**What you have to do:**
Write each line exactly as it stands, from the line containing "TransactionKind::Return => returned[slot]" through the end of the data.

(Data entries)
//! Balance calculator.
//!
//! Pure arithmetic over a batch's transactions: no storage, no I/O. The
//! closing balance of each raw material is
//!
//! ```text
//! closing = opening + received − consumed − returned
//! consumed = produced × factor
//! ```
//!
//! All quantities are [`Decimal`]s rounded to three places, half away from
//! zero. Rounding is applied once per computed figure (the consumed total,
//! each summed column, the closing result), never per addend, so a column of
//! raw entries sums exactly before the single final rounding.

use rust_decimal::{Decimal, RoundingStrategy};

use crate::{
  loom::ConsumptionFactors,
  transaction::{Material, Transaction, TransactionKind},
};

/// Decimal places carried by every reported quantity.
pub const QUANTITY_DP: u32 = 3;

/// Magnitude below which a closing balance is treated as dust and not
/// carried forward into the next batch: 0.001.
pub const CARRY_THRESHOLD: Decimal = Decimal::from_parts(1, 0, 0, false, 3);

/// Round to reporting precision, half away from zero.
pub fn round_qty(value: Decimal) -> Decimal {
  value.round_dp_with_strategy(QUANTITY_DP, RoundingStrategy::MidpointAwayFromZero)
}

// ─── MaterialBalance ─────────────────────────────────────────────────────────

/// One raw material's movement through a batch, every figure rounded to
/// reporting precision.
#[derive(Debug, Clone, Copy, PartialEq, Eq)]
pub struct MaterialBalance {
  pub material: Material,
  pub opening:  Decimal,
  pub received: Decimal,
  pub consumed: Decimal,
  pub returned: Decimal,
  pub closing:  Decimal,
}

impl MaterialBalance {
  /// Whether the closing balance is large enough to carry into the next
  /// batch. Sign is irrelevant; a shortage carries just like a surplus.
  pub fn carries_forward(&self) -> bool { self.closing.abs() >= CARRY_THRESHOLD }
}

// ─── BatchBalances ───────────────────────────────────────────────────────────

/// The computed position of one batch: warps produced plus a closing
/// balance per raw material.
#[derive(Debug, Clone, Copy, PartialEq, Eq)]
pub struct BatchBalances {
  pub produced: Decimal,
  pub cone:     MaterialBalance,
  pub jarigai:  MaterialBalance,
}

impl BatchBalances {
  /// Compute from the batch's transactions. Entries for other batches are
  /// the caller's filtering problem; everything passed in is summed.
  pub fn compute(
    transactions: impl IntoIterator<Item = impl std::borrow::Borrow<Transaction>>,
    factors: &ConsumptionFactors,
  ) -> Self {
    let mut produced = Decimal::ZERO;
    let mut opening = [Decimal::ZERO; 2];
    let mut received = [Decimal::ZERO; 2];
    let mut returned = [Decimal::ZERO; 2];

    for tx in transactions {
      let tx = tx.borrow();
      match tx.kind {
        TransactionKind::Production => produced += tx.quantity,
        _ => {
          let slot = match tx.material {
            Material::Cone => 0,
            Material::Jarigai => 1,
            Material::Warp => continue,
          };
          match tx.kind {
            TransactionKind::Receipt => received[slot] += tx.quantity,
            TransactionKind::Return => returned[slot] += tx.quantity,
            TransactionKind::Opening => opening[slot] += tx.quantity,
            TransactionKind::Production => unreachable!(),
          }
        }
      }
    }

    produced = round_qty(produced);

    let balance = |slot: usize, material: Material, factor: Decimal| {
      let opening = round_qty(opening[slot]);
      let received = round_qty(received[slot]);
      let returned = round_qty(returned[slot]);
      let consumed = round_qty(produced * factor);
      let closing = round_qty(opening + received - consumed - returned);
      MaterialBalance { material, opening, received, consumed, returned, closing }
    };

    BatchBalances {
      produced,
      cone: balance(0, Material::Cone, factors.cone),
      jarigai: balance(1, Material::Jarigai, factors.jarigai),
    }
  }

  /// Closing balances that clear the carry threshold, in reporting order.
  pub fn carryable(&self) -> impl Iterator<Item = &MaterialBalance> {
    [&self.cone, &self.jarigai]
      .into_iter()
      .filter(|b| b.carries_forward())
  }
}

**Your solution:**
            TransactionKind::Return => returned[slot] += tx.quantity,
            TransactionKind::Opening => opening[slot] += tx.quantity,
            TransactionKind::Production => unreachable!(),
          }
        }
      }
    }

    produced = round_qty(produced);

    let balance = |slot: usize, material: Material, factor: Decimal| {
      let opening = round_qty(opening[slot]);
      let received = round_qty(received[slot]);
      let returned = round_qty(returned[slot]);
      let consumed = round_qty(produced * factor);
      let closing = round_qty(opening + received - consumed - returned);
      MaterialBalance { material, opening, received, consumed, returned, closing }
    };

    BatchBalances {
      produced,
      cone: balance(0, Material::Cone, factors.cone),
      jarigai: balance(1, Material::Jarigai, factors.jarigai),
    }
  }

  /// Closing balances that clear the carry threshold, in reporting order.
  pub fn carryable(&self) -> impl Iterator<Item = &MaterialBalance> {
    [&self.cone, &self.jarigai]
      .into_iter()
      .filter(|b| b.carries_forward())
  }
}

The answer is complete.